■ **Exercise instructions**
Would you please copy every line from the records that contains the word "println"?

■ **Data for the task**
######
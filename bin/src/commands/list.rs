//! List command implementation.

use anyhow::Result;
use ratedata_lib::prelude::*;
use std::path::PathBuf;

/// List known currency pairs with the range of days stored under `data_root`.
pub(crate) fn list_symbols(data_root: PathBuf) -> Result<()> {
    let layout = DataLayout::new(data_root);
    let symbols = Symbol::known();

    println!(
        "{:<10} {:<10} {:>6}  {:<10}  {:<10}",
        "SYMBOL", "PAIR", "DAYS", "FIRST", "LAST"
    );
    println!("{}", "-".repeat(54));

    for symbol in &symbols {
        let days = layout.stored_days(symbol)?;
        let first = days.first().map_or_else(|| "-".to_string(), ToString::to_string);
        let last = days.last().map_or_else(|| "-".to_string(), ToString::to_string);
        println!(
            "{:<10} {:<10} {:>6}  {:<10}  {:<10}",
            symbol.as_str(),
            symbol.display_name(),
            days.len(),
            first,
            last
        );
    }

    println!("\nTotal: {} symbols", symbols.len());
    Ok(())
}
######
■ **Exercise result**
    println!(
    println!("{}", "-".repeat(54));
        println!(
    println!("\nTotal: {} symbols", symbols.len());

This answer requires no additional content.